Still, it was smooth, except that it most certainly and preposterously was not.
I pulled myself to my greatest five-foot-two and froze him to pieces with my patented icy, affronted southern lady glare.
“What are you drinking?” I chirped, and then I bought him one like the sad, old, sugar mama I will someday be. Someday I also hope to pay lots and lots of alimony to some pathetic loser.
See the picture above? This was from Orange Idol at the Orange County Crazies' Don Cribb Theater. I was a judge, and though the “comics” weren't necessarily “funny,” the panel of judges kept itself in stitches. It was actually superfun, but I'm pretty much out of space.

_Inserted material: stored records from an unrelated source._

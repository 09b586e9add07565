//! Processing options and the preset catalog
//!
//! Every knob is optional. Three layers are combined per knob with
//! [`ProcessingOptions::merge`]: explicit caller options win over
//! style-transfer options, which win over the preset.

use crate::error::{Result, VaporError};
use serde::{Deserialize, Serialize};
use std::collections::BTreeMap;
use std::path::Path;

/// Default loop length when loop detection is enabled
pub const DEFAULT_LOOP_SECONDS: f64 = 10.0;

/// Loop detection settings
#[derive(Debug, Clone, Copy, PartialEq, Serialize, Deserialize)]
pub struct LoopDetection {
    #[serde(default)]
    pub enabled: bool,
    #[serde(default = "default_loop_seconds")]
    pub duration_seconds: f64,
}

fn default_loop_seconds() -> f64 {
    DEFAULT_LOOP_SECONDS
}

impl Default for LoopDetection {
    fn default() -> Self {
        Self {
            enabled: false,
            duration_seconds: DEFAULT_LOOP_SECONDS,
        }
    }
}

/// Named processing knobs
#[derive(Debug, Clone, Default, PartialEq, Serialize, Deserialize)]
#[serde(default)]
pub struct ProcessingOptions {
    #[serde(skip_serializing_if = "Option::is_none")]
    pub preset: Option<String>,
    /// Bass boost gain (dB)
    #[serde(skip_serializing_if = "Option::is_none")]
    pub bass_boost: Option<f64>,
    /// Pitch shift (cents)
    #[serde(skip_serializing_if = "Option::is_none")]
    pub pitch_shift: Option<f64>,
    #[serde(skip_serializing_if = "Option::is_none")]
    pub oops: Option<bool>,
    #[serde(skip_serializing_if = "Option::is_none")]
    pub tremolo: Option<bool>,
    #[serde(skip_serializing_if = "Option::is_none")]
    pub phaser: Option<bool>,
    #[serde(skip_serializing_if = "Option::is_none")]
    pub gain_db: Option<f64>,
    #[serde(skip_serializing_if = "Option::is_none")]
    pub compand: Option<bool>,
    #[serde(skip_serializing_if = "Option::is_none")]
    pub speed_ratio: Option<f64>,
    /// Lowpass cutoff (Hz)
    #[serde(skip_serializing_if = "Option::is_none")]
    pub lowpass_cutoff: Option<f64>,
    #[serde(skip_serializing_if = "Option::is_none")]
    pub no_reverb: Option<bool>,
    #[serde(skip_serializing_if = "Option::is_none")]
    pub loop_detection: Option<LoopDetection>,
}

impl ProcessingOptions {
    /// Options selecting a preset and nothing else
    pub fn with_preset(name: impl Into<String>) -> Self {
        Self {
            preset: Some(name.into()),
            ..Default::default()
        }
    }

    /// Per-knob `explicit`, else `derived`, else `preset`
    pub fn merge(preset: &Self, derived: &Self, explicit: &Self) -> Self {
        fn pick<T: Clone>(e: &Option<T>, d: &Option<T>, p: &Option<T>) -> Option<T> {
            e.clone().or_else(|| d.clone()).or_else(|| p.clone())
        }

        Self {
            preset: pick(&explicit.preset, &derived.preset, &preset.preset),
            bass_boost: pick(&explicit.bass_boost, &derived.bass_boost, &preset.bass_boost),
            pitch_shift: pick(&explicit.pitch_shift, &derived.pitch_shift, &preset.pitch_shift),
            oops: pick(&explicit.oops, &derived.oops, &preset.oops),
            tremolo: pick(&explicit.tremolo, &derived.tremolo, &preset.tremolo),
            phaser: pick(&explicit.phaser, &derived.phaser, &preset.phaser),
            gain_db: pick(&explicit.gain_db, &derived.gain_db, &preset.gain_db),
            compand: pick(&explicit.compand, &derived.compand, &preset.compand),
            speed_ratio: pick(&explicit.speed_ratio, &derived.speed_ratio, &preset.speed_ratio),
            lowpass_cutoff: pick(
                &explicit.lowpass_cutoff,
                &derived.lowpass_cutoff,
                &preset.lowpass_cutoff,
            ),
            no_reverb: pick(&explicit.no_reverb, &derived.no_reverb, &preset.no_reverb),
            loop_detection: pick(
                &explicit.loop_detection,
                &derived.loop_detection,
                &preset.loop_detection,
            ),
        }
    }

    /// Loop detection settings, if enabled
    pub fn active_loop_detection(&self) -> Option<LoopDetection> {
        self.loop_detection.filter(|l| l.enabled)
    }
}

/// A named options template
#[derive(Debug, Clone, PartialEq, Serialize, Deserialize)]
pub struct Preset {
    #[serde(default)]
    pub description: String,
    #[serde(flatten)]
    pub options: ProcessingOptions,
}

/// Immutable name → preset table
#[derive(Debug, Clone, Default, PartialEq)]
pub struct PresetCatalog {
    presets: BTreeMap<String, Preset>,
}

impl PresetCatalog {
    pub fn new(presets: BTreeMap<String, Preset>) -> Self {
        Self { presets }
    }

    pub fn empty() -> Self {
        Self::default()
    }

    /// Parse a catalog from TOML (one table per preset)
    pub fn from_toml_str(content: &str) -> Result<Self> {
        let presets: BTreeMap<String, Preset> = toml::from_str(content)
            .map_err(|e| VaporError::Common(slush_common::Error::from(e)))?;
        Ok(Self::new(presets))
    }

    /// Catalog shipped with the service
    pub fn builtin() -> Result<Self> {
        Self::from_toml_str(include_str!("../presets.toml"))
    }

    /// Load a catalog file; a missing file yields an empty catalog
    pub fn load(path: &Path) -> Result<Self> {
        match std::fs::read_to_string(path) {
            Ok(content) => {
                let catalog = Self::from_toml_str(&content)?;
                tracing::info!(
                    path = %path.display(),
                    count = catalog.len(),
                    "Loaded preset catalog"
                );
                Ok(catalog)
            }
            Err(e) if e.kind() == std::io::ErrorKind::NotFound => {
                tracing::warn!(
                    path = %path.display(),
                    "Preset file not found, no presets available"
                );
                Ok(Self::empty())
            }
            Err(e) => Err(e.into()),
        }
    }

    pub fn get(&self, name: &str) -> Option<&Preset> {
        self.presets.get(name)
    }

    /// Options for `name`, or empty options when the preset is unknown
    pub fn options_for(&self, name: Option<&str>) -> ProcessingOptions {
        name.and_then(|n| self.get(n))
            .map(|p| p.options.clone())
            .unwrap_or_default()
    }

    /// Name → description
    pub fn descriptions(&self) -> BTreeMap<String, String> {
        self.presets
            .iter()
            .map(|(name, preset)| (name.clone(), preset.description.clone()))
            .collect()
    }

    pub fn len(&self) -> usize {
        self.presets.len()
    }

    pub fn is_empty(&self) -> bool {
        self.presets.is_empty()
    }
}
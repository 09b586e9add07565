//! slush-vaporizer - audio vaporization service
//!
//! Accepts uploads over HTTP, runs them through the effect pipeline as
//! background jobs, serves the results, and sweeps old outputs.

use std::sync::Arc;

use anyhow::{Context, Result};
use clap::Parser;
use tokio::signal;
use tracing::{info, warn};
use tracing_subscriber::{layer::SubscriberExt, util::SubscriberInitExt, EnvFilter};

use slush_common::events::EventBus;
use slush_vaporizer::analysis::FeatureAnalyzer;
use slush_vaporizer::config::{Cli, ServiceSettings};
use slush_vaporizer::effects::{EffectExecutor, SoxExecutor};
use slush_vaporizer::jobs::JobOrchestrator;
use slush_vaporizer::options::PresetCatalog;
use slush_vaporizer::pipeline::{PipelineRunner, Vaporizer};
use slush_vaporizer::retention::RetentionSweeper;
use slush_vaporizer::AppState;

#[tokio::main]
async fn main() -> Result<()> {
    let cli = Cli::parse();

    let toml_config = slush_common::config::load_or_default(cli.config.as_deref())
        .context("Failed to load configuration")?;
    let settings = ServiceSettings::resolve(&cli, &toml_config);

    tracing_subscriber::registry()
        .with(
            EnvFilter::try_from_default_env().unwrap_or_else(|_| {
                EnvFilter::new(format!("{},tower_http=info", settings.log_level))
            }),
        )
        .with(tracing_subscriber::fmt::layer())
        .init();

    info!("Starting slush-vaporizer");
    info!("Version: {}", env!("CARGO_PKG_VERSION"));
    info!("Root folder: {}", settings.root_folder.display());

    for dir in [&settings.uploads_dir, &settings.outputs_dir] {
        std::fs::create_dir_all(dir)
            .with_context(|| format!("Failed to create directory {}", dir.display()))?;
    }
    info!(
        uploads = %settings.uploads_dir.display(),
        outputs = %settings.outputs_dir.display(),
        "Storage ready"
    );

    let presets = match &settings.presets_path {
        Some(path) => PresetCatalog::load(path),
        None => PresetCatalog::builtin(),
    }
    .context("Failed to load preset catalog")?;
    info!(count = presets.len(), "Presets available");

    let sox = SoxExecutor::new(settings.sox_binary.clone());
    if let Err(e) = sox.probe() {
        warn!(error = %e, "SoX not available; transform jobs will fail until it is installed");
    }
    let executor: Arc<dyn EffectExecutor> = Arc::new(sox);

    let event_bus = EventBus::new(100);
    let vaporizer = Vaporizer::new(
        PipelineRunner::new(Arc::clone(&executor)),
        FeatureAnalyzer::native(),
        Arc::new(presets),
    );
    let orchestrator = JobOrchestrator::new(
        vaporizer,
        executor,
        settings.outputs_dir.clone(),
        settings.worker_slots,
        event_bus.clone(),
    );
    info!(worker_slots = settings.worker_slots, "Job orchestrator ready");

    let sweeper = RetentionSweeper::new(settings.outputs_dir.clone(), settings.retention)
        .with_jobs(orchestrator.clone());
    sweeper.spawn(settings.sweep_interval, event_bus.clone());
    info!(
        retention_secs = settings.retention.as_secs(),
        interval_secs = settings.sweep_interval.as_secs(),
        "Retention sweeper scheduled"
    );

    let state = AppState::new(orchestrator, event_bus, settings.uploads_dir.clone());
    let app = slush_vaporizer::build_router(state);

    let addr = settings.bind_address();
    let listener = tokio::net::TcpListener::bind(&addr)
        .await
        .with_context(|| format!("Failed to bind to {}", addr))?;
    info!("Listening on http://{}", addr);
    info!("Health check: http://{}/health", addr);

    axum::serve(listener, app)
        .with_graceful_shutdown(shutdown_signal())
        .await
        .context("Server error")?;

    info!("Server shutdown complete");
    Ok(())
}

/// Resolves on Ctrl+C or SIGTERM
async fn shutdown_signal() {
    let ctrl_c = async {
        if let Err(e) = signal::ctrl_c().await {
            warn!(error = %e, "Failed to listen for Ctrl+C");
            std::future::pending::<()>().await;
        }
    };

    #[cfg(unix)]
    let terminate = async {
        match signal::unix::signal(signal::unix::SignalKind::terminate()) {
            Ok(mut stream) => {
                stream.recv().await;
            }
            Err(e) => {
                warn!(error = %e, "Failed to install SIGTERM handler");
                std::future::pending::<()>().await;
            }
        }
    };

    #[cfg(not(unix))]
    let terminate = std::future::pending::<()>();

    tokio::select! {
        _ = ctrl_c => info!("Received Ctrl+C, shutting down"),
        _ = terminate => info!("Received terminate signal, shutting down"),
    }
}
//! Service configuration
//!
//! Command-line flags (each with a `SLUSH_*` environment fallback) override
//! the TOML file, which overrides built-in defaults.

use clap::Parser;
use slush_common::config::{resolve_root_folder, resolve_under, TomlConfig, ROOT_FOLDER_ENV};
use std::path::PathBuf;
use std::time::Duration;

/// Command-line arguments for slush-vaporizer
#[derive(Parser, Debug, Default, Clone)]
#[command(name = "slush-vaporizer")]
#[command(about = "Asynchronous audio vaporization service")]
#[command(version)]
pub struct Cli {
    /// TOML config file (default: platform config location)
    #[arg(short, long, env = "SLUSH_CONFIG")]
    pub config: Option<PathBuf>,

    /// Root folder for uploads, outputs and presets (env: SLUSH_ROOT_FOLDER)
    #[arg(short, long)]
    pub root_folder: Option<PathBuf>,

    /// Address to bind
    #[arg(long, env = "SLUSH_HOST")]
    pub host: Option<String>,

    /// Port to listen on
    #[arg(short, long, env = "SLUSH_PORT")]
    pub port: Option<u16>,

    /// SoX binary name or path
    #[arg(long, env = "SLUSH_SOX_BINARY")]
    pub sox_binary: Option<String>,

    /// Jobs allowed to run at once
    #[arg(long, env = "SLUSH_WORKER_SLOTS")]
    pub worker_slots: Option<usize>,

    /// Preset catalog file
    #[arg(long, env = "SLUSH_PRESETS")]
    pub presets: Option<PathBuf>,

    /// Log level used when RUST_LOG is unset
    #[arg(long, env = "SLUSH_LOG_LEVEL")]
    pub log_level: Option<String>,
}

/// Fully resolved settings
#[derive(Debug, Clone)]
pub struct ServiceSettings {
    pub root_folder: PathBuf,
    pub uploads_dir: PathBuf,
    pub outputs_dir: PathBuf,
    /// `None` means the built-in catalog
    pub presets_path: Option<PathBuf>,
    pub host: String,
    pub port: u16,
    pub sox_binary: String,
    pub worker_slots: usize,
    pub retention: Duration,
    pub sweep_interval: Duration,
    pub log_level: String,
}

impl ServiceSettings {
    pub fn resolve(cli: &Cli, toml: &TomlConfig) -> Self {
        let root_folder = resolve_root_folder(cli.root_folder.as_deref(), ROOT_FOLDER_ENV, toml);
        let (uploads_dir, outputs_dir) = toml.storage.resolve(&root_folder);
        let presets_path = cli
            .presets
            .clone()
            .or_else(|| toml.presets_path.clone())
            .map(|p| resolve_under(&root_folder, &p));

        Self {
            uploads_dir,
            outputs_dir,
            presets_path,
            host: cli.host.clone().unwrap_or_else(|| toml.server.host.clone()),
            port: cli.port.unwrap_or(toml.server.port),
            sox_binary: cli
                .sox_binary
                .clone()
                .unwrap_or_else(|| toml.sox_binary.clone()),
            worker_slots: cli.worker_slots.unwrap_or(toml.worker_slots).max(1),
            retention: Duration::from_secs(toml.retention.max_age_secs),
            sweep_interval: Duration::from_secs(toml.retention.sweep_interval_secs.max(1)),
            log_level: cli
                .log_level
                .clone()
                .unwrap_or_else(|| toml.logging.level.clone()),
            root_folder,
        }
    }

    pub fn bind_address(&self) -> String {
        format!("{}:{}", self.host, self.port)
    }
}
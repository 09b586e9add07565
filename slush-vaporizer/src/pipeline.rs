//! Pipeline runner
//!
//! Sequences optional loop extraction and the effect chain for one input,
//! threading each step's output into the next. All intermediate files live
//! next to the final output and are removed when the run ends, whatever the
//! outcome.

use crate::analysis::FeatureAnalyzer;
use crate::effects::EffectExecutor;
use crate::error::Result;
use crate::loops::extract_loop;
use crate::options::{PresetCatalog, ProcessingOptions};
use crate::planner::plan;
use crate::style;
use crate::types::BestEffort;
use std::path::{Path, PathBuf};
use std::sync::Arc;
use uuid::Uuid;

/// Intermediate files owned by one run, deleted on drop
#[derive(Debug, Default)]
pub struct TempFiles {
    paths: Vec<PathBuf>,
}

impl TempFiles {
    pub fn new() -> Self {
        Self::default()
    }

    /// Take ownership of an existing file
    pub fn track(&mut self, path: PathBuf) {
        self.paths.push(path);
    }

    /// Reserve a fresh `temp_{uuid}.wav` path in `dir`
    pub fn allocate(&mut self, dir: &Path) -> PathBuf {
        let path = dir.join(format!("temp_{}.wav", Uuid::new_v4()));
        self.paths.push(path.clone());
        path
    }

    pub fn paths(&self) -> &[PathBuf] {
        &self.paths
    }

    /// Stop tracking every file and hand the paths back
    pub fn release(mut self) -> Vec<PathBuf> {
        std::mem::take(&mut self.paths)
    }
}

impl Drop for TempFiles {
    fn drop(&mut self) {
        for path in &self.paths {
            match std::fs::remove_file(path) {
                Ok(()) => tracing::debug!(path = %path.display(), "Removed temporary file"),
                Err(e) if e.kind() == std::io::ErrorKind::NotFound => {}
                Err(e) => {
                    tracing::warn!(
                        path = %path.display(),
                        error = %e,
                        "Failed to remove temporary file"
                    )
                }
            }
        }
    }
}

/// Applies resolved options to one file
#[derive(Clone)]
pub struct PipelineRunner {
    executor: Arc<dyn EffectExecutor>,
}

impl PipelineRunner {
    pub fn new(executor: Arc<dyn EffectExecutor>) -> Self {
        Self { executor }
    }

    /// Run loop extraction (if enabled) and the planned chain
    ///
    /// The last effect writes `output` directly; an empty chain copies the
    /// working input to `output` unchanged.
    pub fn run(&self, input: &Path, output: &Path, options: &ProcessingOptions) -> Result<PathBuf> {
        let work_dir = output
            .parent()
            .filter(|p| !p.as_os_str().is_empty())
            .unwrap_or_else(|| Path::new("."));
        let mut temps = TempFiles::new();
        let mut current = input.to_path_buf();

        if let Some(loop_cfg) = options.active_loop_detection() {
            if let BestEffort::Applied(loop_path) =
                extract_loop(&current, work_dir, loop_cfg.duration_seconds)
            {
                temps.track(loop_path.clone());
                current = loop_path;
            }
        }

        let chain = plan(options);
        tracing::info!(
            input = %input.display(),
            output = %output.display(),
            effects = ?chain.iter().map(|e| e.name()).collect::<Vec<_>>(),
            "Running effect chain"
        );

        if chain.is_empty() {
            std::fs::copy(&current, output)?;
            return Ok(output.to_path_buf());
        }

        let last = chain.len() - 1;
        for (i, effect) in chain.iter().enumerate() {
            let step_output = if i == last {
                output.to_path_buf()
            } else {
                temps.allocate(work_dir)
            };
            self.executor.apply(effect, &current, &step_output)?;
            current = step_output;
        }

        Ok(output.to_path_buf())
    }
}

/// Full transform: style analysis, option merge, pipeline run
#[derive(Clone)]
pub struct Vaporizer {
    runner: PipelineRunner,
    analyzer: FeatureAnalyzer,
    presets: Arc<PresetCatalog>,
}

impl Vaporizer {
    pub fn new(
        runner: PipelineRunner,
        analyzer: FeatureAnalyzer,
        presets: Arc<PresetCatalog>,
    ) -> Self {
        Self {
            runner,
            analyzer,
            presets,
        }
    }

    pub fn presets(&self) -> &PresetCatalog {
        &self.presets
    }

    /// Transform `input` into `output`
    ///
    /// With a reference, both files are fingerprinted and the derived options
    /// sit between the preset and the explicit options. Analysis failure only
    /// drops the derived layer.
    pub fn process(
        &self,
        input: &Path,
        output: &Path,
        explicit: &ProcessingOptions,
        reference: Option<&Path>,
    ) -> Result<PathBuf> {
        let derived = match reference {
            Some(reference) => self.style_options(input, reference).unwrap_or_default(),
            None => ProcessingOptions::default(),
        };
        let preset = self.presets.options_for(explicit.preset.as_deref());
        let merged = ProcessingOptions::merge(&preset, &derived, explicit);

        self.runner.run(input, output, &merged)
    }

    /// Style-transfer options for `input` against `reference`
    pub fn style_options(&self, input: &Path, reference: &Path) -> BestEffort<ProcessingOptions> {
        let fingerprints = self
            .analyzer
            .analyze(input)
            .and_then(|target| Ok((target, self.analyzer.analyze(reference)?)));

        match fingerprints {
            Ok((target, reference)) => BestEffort::Applied(style::resolve(&target, &reference)),
            Err(e) => {
                tracing::warn!(
                    input = %input.display(),
                    reference = %reference.display(),
                    error = %e,
                    "Style transfer analysis failed, continuing without it"
                );
                BestEffort::degraded(e.to_string())
            }
        }
    }
}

All you really need to know about the night—except for the mortifying fact that it turned out I embarrassingly was acquainted with the heckler (we called him “George”) who was embarrassing himself with lame heckles all night, although not as lame as the guy who shouted to Dave Chappelleat the Irvine Improv some time back, “Show me the money!” and then, “You're a goddamn dirty coon”—was that one of the black dudes won, which meant that there were a whole bunch of white dudes who didn't. And then we wouldn't let them into college, either, and we gave away their jobs!
Am I still talking? Talk, talk, talk! And all you wanted to know was: so anyway, the 21-year-old felt me up. God bless the child.